Francia se nos ha venido mostrando, en el aspecto
lingüístico, defensora de esta concepción unitarista del país. Con esta nueva
ley, que de acuerdo con su Constitución no puede imponer esa inmersión
lingüística, se consigue al menos, que se pueda proponer, solo con la condición
de que las familias y los centros la soliciten. Aunque parezca que en España la
situación es diferente, le explico a Zalabardo, la realidad, que es tozuda, nos
enseña lo contrario: es verdad que nuestra Constitución reconoce la
cooficialidad de las otras lenguas españolas, aparte del castellano; sin
embargo, es una cooficialidad parcial y hay una fuerte reticencia a aceptarlas
de buena manera. Por desgracia, sigue pesando mucho la herencia que, en tal
sentido, nos dejó el franquismo.
Y como parece que el viernes se presenta con buenas
noticias, me entero de que el lunes me vacunaré contra la covid19 (no por desarrollar
una función esencial, sino por la edad) y encuentro en la librería Lo uno
y lo diverso, reciente publicación colectiva auspiciada por el Instituto
Cervantes, en la que un grupo de autores de todo el ámbito hispánico muestran
y apoyan que la diversidad que enriquece a una lengua común no tiene por qué quitar
nada de la idiosincrasia de los países que la hablan.

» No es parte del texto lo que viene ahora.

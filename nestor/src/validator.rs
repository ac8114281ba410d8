use alloc::{collections::BTreeMap, vec, vec::Vec};
use tracing::{debug, warn};

use crate::{
    any::TypeKey,
    errors::{BuildErrorKind, DependencyPaths},
    injector::Injector,
    lifetime::Lifetime,
    registry::Registration,
    resolver::Resolver,
};

/// Offenders found while validating one registration set.
#[derive(Debug, Default, Clone)]
pub struct ValidationReport {
    /// Unresolvable dependencies per registered abstraction.
    pub missing_dependencies: DependencyPaths,
    /// Cycle evidence per registered abstraction: implementation types from the abstraction's own,
    /// ending with the repeated type.
    ///
    /// Cycles closed only through a parent's registrations are reported too.
    pub circular_dependencies: DependencyPaths,
}

impl ValidationReport {
    #[inline]
    #[must_use]
    pub fn is_valid(&self) -> bool {
        self.missing_dependencies.is_empty() && self.circular_dependencies.is_empty()
    }

    /// Missing dependencies are reported before cycles.
    ///
    /// # Errors
    /// Returns [`BuildErrorKind::MissingDependency`] or [`BuildErrorKind::CircularDependency`].
    pub fn into_result(self) -> Result<(), BuildErrorKind> {
        if !self.missing_dependencies.is_empty() {
            return Err(BuildErrorKind::MissingDependency {
                missing: self.missing_dependencies,
            });
        }
        if !self.circular_dependencies.is_empty() {
            return Err(BuildErrorKind::CircularDependency {
                cycles: self.circular_dependencies,
            });
        }
        Ok(())
    }
}

/// Checks a registration set for unresolvable and cyclic dependencies before first use.
///
/// Only registrations the injector constructs are checked: pre-built instances and the container's
/// own registration have no dependencies to satisfy and end every dependency path.
///
/// The cycle walk follows the scope chain given by [`Self::with_parents`] the way resolution does:
/// a parent's singleton depends on the parent's registrations, any other parent registration on the
/// registrations of the scope resolving it.
pub struct DependencyValidator<'a> {
    resolver: &'a dyn Resolver,
    injector: &'a dyn Injector,
    registrations: &'a BTreeMap<TypeKey, Registration>,
    /// Registrations of every level, the validated one first, then its parents nearest first.
    levels: Vec<&'a BTreeMap<TypeKey, Registration>>,
}

impl<'a> DependencyValidator<'a> {
    #[inline]
    #[must_use]
    pub fn new(
        resolver: &'a dyn Resolver,
        injector: &'a dyn Injector,
        registrations: &'a BTreeMap<TypeKey, Registration>,
    ) -> Self {
        Self {
            resolver,
            injector,
            registrations,
            levels: vec![registrations],
        }
    }

    /// Registrations of the parent scopes, nearest first.
    #[must_use]
    pub fn with_parents<I>(mut self, parents: I) -> Self
    where
        I: IntoIterator<Item = &'a BTreeMap<TypeKey, Registration>>,
    {
        self.levels.extend(parents);
        self
    }

    /// Runs both checks over all registrations and aggregates every offender.
    #[must_use]
    pub fn validate(&self) -> ValidationReport {
        let mut report = ValidationReport::default();

        for (abstraction, registration) in self.registrations {
            if !registration.is_constructed() {
                continue;
            }
            let implementation = registration.implementation();

            let missing = self.missing_dependencies(implementation);
            if !missing.is_empty() {
                warn!(%abstraction, %implementation, count = missing.len(), "Missing dependencies");
                report.missing_dependencies.insert(*abstraction, missing);
            }

            let mut path = Vec::new();
            if self.find_cycle(implementation, 0, &mut path) {
                warn!(%abstraction, %implementation, "Circular dependency");
                report
                    .circular_dependencies
                    .insert(*abstraction, path.into_iter().map(|(implementation, _)| implementation).collect());
            }
        }

        debug!(
            registrations = self.registrations.len(),
            valid = report.is_valid(),
            "Validated"
        );
        report
    }

    fn missing_dependencies(&self, implementation: TypeKey) -> Vec<TypeKey> {
        self.injector
            .dependencies(implementation)
            .iter()
            .filter(|dependency| self.resolver.try_get_implementation(**dependency).is_none())
            .copied()
            .collect()
    }

    /// Nearest registration of `type_key` seen from `level`, with the level holding it.
    fn find_registration(&self, type_key: &TypeKey, level: usize) -> Option<(usize, &'a Registration)> {
        self.levels
            .iter()
            .copied()
            .enumerate()
            .skip(level)
            .find_map(|(owner, registrations)| registrations.get(type_key).map(|registration| (owner, registration)))
    }

    /// Depth-first walk over implementation types, each created at the level whose registrations
    /// resolve its dependencies. On a cycle `path` holds the evidence closed by the repeated type,
    /// otherwise it's left empty.
    fn find_cycle(&self, implementation: TypeKey, level: usize, path: &mut Vec<(TypeKey, usize)>) -> bool {
        if path.contains(&(implementation, level)) {
            path.push((implementation, level));
            return true;
        }
        path.push((implementation, level));

        for dependency in self.injector.dependencies(implementation).iter() {
            let Some((owner, registration)) = self.find_registration(dependency, level) else {
                continue;
            };
            if !registration.is_constructed() {
                continue;
            }
            let level = match registration.lifetime() {
                Lifetime::Singleton => owner,
                Lifetime::Scoped | Lifetime::Transient => level,
            };
            if self.find_cycle(registration.implementation(), level, path) {
                return true;
            }
        }

        path.pop();
        false
    }
}

#[cfg(test)]
mod tests {
    extern crate std;

    use super::DependencyValidator;
    use crate::{
        any::{Instance, TypeKey},
        descriptor::{Describe, Injectable},
        errors::ResolveErrorKind,
        inject::Inject,
        injector::{Injector, ReflectionInjector},
        lifetime::Lifetime,
        registry::Registration,
        resolver::Resolver,
        Upcast,
    };

    use alloc::{
        collections::BTreeMap,
        format,
        string::{String, ToString as _},
        vec,
    };
    use tracing_test::traced_test;

    struct Registrations {
        injector: ReflectionInjector,
        registrations: BTreeMap<TypeKey, Registration>,
    }

    impl Registrations {
        fn new() -> Self {
            Self {
                injector: ReflectionInjector::new(),
                registrations: BTreeMap::new(),
            }
        }

        fn register<TBase, TDerived>(mut self) -> Self
        where
            TBase: ?Sized + Send + Sync + 'static,
            TDerived: Injectable + Upcast<TBase> + Send + Sync,
        {
            self.injector.metadata().describe::<TDerived>();
            self.registrations.insert(
                TypeKey::of::<TBase>(),
                Registration::construct::<TBase, TDerived>(Lifetime::Transient),
            );
            self
        }

        fn instance<T: Send + Sync + 'static>(mut self, value: T) -> Self {
            self.registrations
                .insert(TypeKey::of::<T>(), Registration::instance::<T, T>(value, None));
            self
        }
    }

    impl Resolver for Registrations {
        fn try_get_object(&self, _type_key: TypeKey) -> Result<Option<Instance>, ResolveErrorKind> {
            Ok(None)
        }

        fn try_get_implementation(&self, type_key: TypeKey) -> Option<TypeKey> {
            self.registrations.get(&type_key).map(Registration::implementation)
        }
    }

    fn validate(registrations: &Registrations) -> super::ValidationReport {
        DependencyValidator::new(registrations, &registrations.injector, &registrations.registrations).validate()
    }

    trait IA: Send + Sync {}
    trait IE: Send + Sync {}

    struct ACircDependsOnE;
    struct ACirc;
    struct E;

    impl IA for ACircDependsOnE {}
    impl IA for ACirc {}
    impl IE for E {}

    interface!(dyn IA = [ACircDependsOnE, ACirc]);
    interface!(dyn IE = [E]);

    impl Injectable for ACircDependsOnE {
        fn describe(ty: &mut Describe<Self>) {
            ty.constructor(|_: Inject<dyn IE>| ACircDependsOnE);
        }
    }

    impl Injectable for E {
        fn describe(ty: &mut Describe<Self>) {
            ty.constructor(|_: Inject<ACirc>| E);
        }
    }

    impl Injectable for ACirc {
        fn describe(ty: &mut Describe<Self>) {
            ty.constructor(|| ACirc).method("init", |_: &mut Self, _: Inject<dyn IA>| {});
        }
    }

    struct Circular1;
    struct Circular2;
    struct Circular3;

    impl Injectable for Circular1 {
        fn describe(ty: &mut Describe<Self>) {
            ty.allocator(|| Circular1)
                .field("c2", |_: &mut Self, _: Inject<Circular2>| {});
        }
    }

    impl Injectable for Circular2 {
        fn describe(ty: &mut Describe<Self>) {
            ty.allocator(|| Circular2)
                .property("c1", |_: &mut Self, _: Inject<Circular1>| {});
        }
    }

    impl Injectable for Circular3 {
        fn describe(ty: &mut Describe<Self>) {
            ty.constructor(|_: Inject<Circular1>| Circular3);
        }
    }

    #[test]
    #[traced_test]
    fn test_cycle_through_interfaces() {
        let registrations = Registrations::new()
            .register::<dyn IA, ACircDependsOnE>()
            .register::<dyn IE, E>()
            .register::<ACirc, ACirc>();

        let report = validate(&registrations);

        assert!(report.missing_dependencies.is_empty());
        assert_eq!(
            report.circular_dependencies[&TypeKey::of::<dyn IA>()],
            vec![
                TypeKey::of::<ACircDependsOnE>(),
                TypeKey::of::<E>(),
                TypeKey::of::<ACirc>(),
                TypeKey::of::<ACircDependsOnE>(),
            ]
        );
    }

    #[test]
    #[traced_test]
    fn test_cycle_reported_with_repeated_type() {
        let registrations = Registrations::new()
            .register::<Circular1, Circular1>()
            .register::<Circular2, Circular2>()
            .register::<Circular3, Circular3>();

        let report = validate(&registrations);

        assert_eq!(
            report.circular_dependencies[&TypeKey::of::<Circular3>()],
            vec![
                TypeKey::of::<Circular3>(),
                TypeKey::of::<Circular1>(),
                TypeKey::of::<Circular2>(),
                TypeKey::of::<Circular1>(),
            ]
        );
        assert_eq!(
            report.circular_dependencies[&TypeKey::of::<Circular1>()],
            vec![
                TypeKey::of::<Circular1>(),
                TypeKey::of::<Circular2>(),
                TypeKey::of::<Circular1>(),
            ]
        );
        assert_eq!(report.circular_dependencies.len(), 3);
    }

    #[test]
    #[traced_test]
    fn test_missing_dependency() {
        let registrations = Registrations::new().register::<Circular3, Circular3>();

        let report = validate(&registrations);

        assert_eq!(
            report.missing_dependencies[&TypeKey::of::<Circular3>()],
            vec![TypeKey::of::<Circular1>()]
        );
        assert!(report.circular_dependencies.is_empty());
        assert!(!report.is_valid());
    }

    #[test]
    #[traced_test]
    fn test_instance_ends_path() {
        let registrations = Registrations::new()
            .register::<Circular2, Circular2>()
            .instance(Circular1);

        let report = validate(&registrations);

        assert!(report.is_valid());
        assert!(report.into_result().is_ok());
    }
}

No he tenido tiempo de leerlo completo, pero quiero contarle a Zalabardo algunas anécdotas que diferentes escritores refieren sobre curiosos y divertidos equívocos nacidos del diferente sentido que determinadas palabras tienen a un lado y otro del Atlántico. Quizá la más divertida de todas sea la que cuenta Marta Sanz, a quien, siendo joven, tras finalizar una de las clases de un curso que impartía, un grupo estudiantes mexicanos se le acercó y la invitaron muy amablemente: Maestra, ¿quiere venirse hoy con nosotros a chupar unas pollas por ahí? Al notar ellos el gesto de su rostro y caer en la cuenta del desajuste idiomático, le explicaron: Ay, sí, maestra, a tomar unas cañas como dicen ustedes por aquí. Ella aceptó, no sin rogarles que no entrasen en ningún bar de España diciendo que deseaban chupar unas pollas.
Juan Villoro nos recuerda los problemas que se le
presentaron al mexicano José Emilio Pacheco al pedir en un hotel que
enviaran un plomero para arreglar la llave de la tina; lo que él
quería era un fontanero que le reparase el grifo de la bañera. Y Carme
Riera comenta el apuro de una joven colombiana al solicitar en una estación
de autobuses: ¿Me regala un billete, por favor?; el empleado de
la ventanilla, desconocedor de que, en Colombia, esa es la forma educada de
comprar algo, respondió desabrido que allí no se regalaba nada. No fue
consciente de que lo que oía era semejante al ¿Me da un billete, por
favor? de España.
Zalabardo se ríe con estas anécdotas y comprende, a la
vez, que una lengua es más rica cuanta más libertad posee y un país es más
culto en la medida en que ofrece mayor riqueza lingüística. Frente a quienes
miran de forma despectiva esta diversidad y la tildan de patois,
yo defiendo salvar el patois. Ya otras veces he dicho que no
estaría mal que en España adoptásemos el modelo suizo.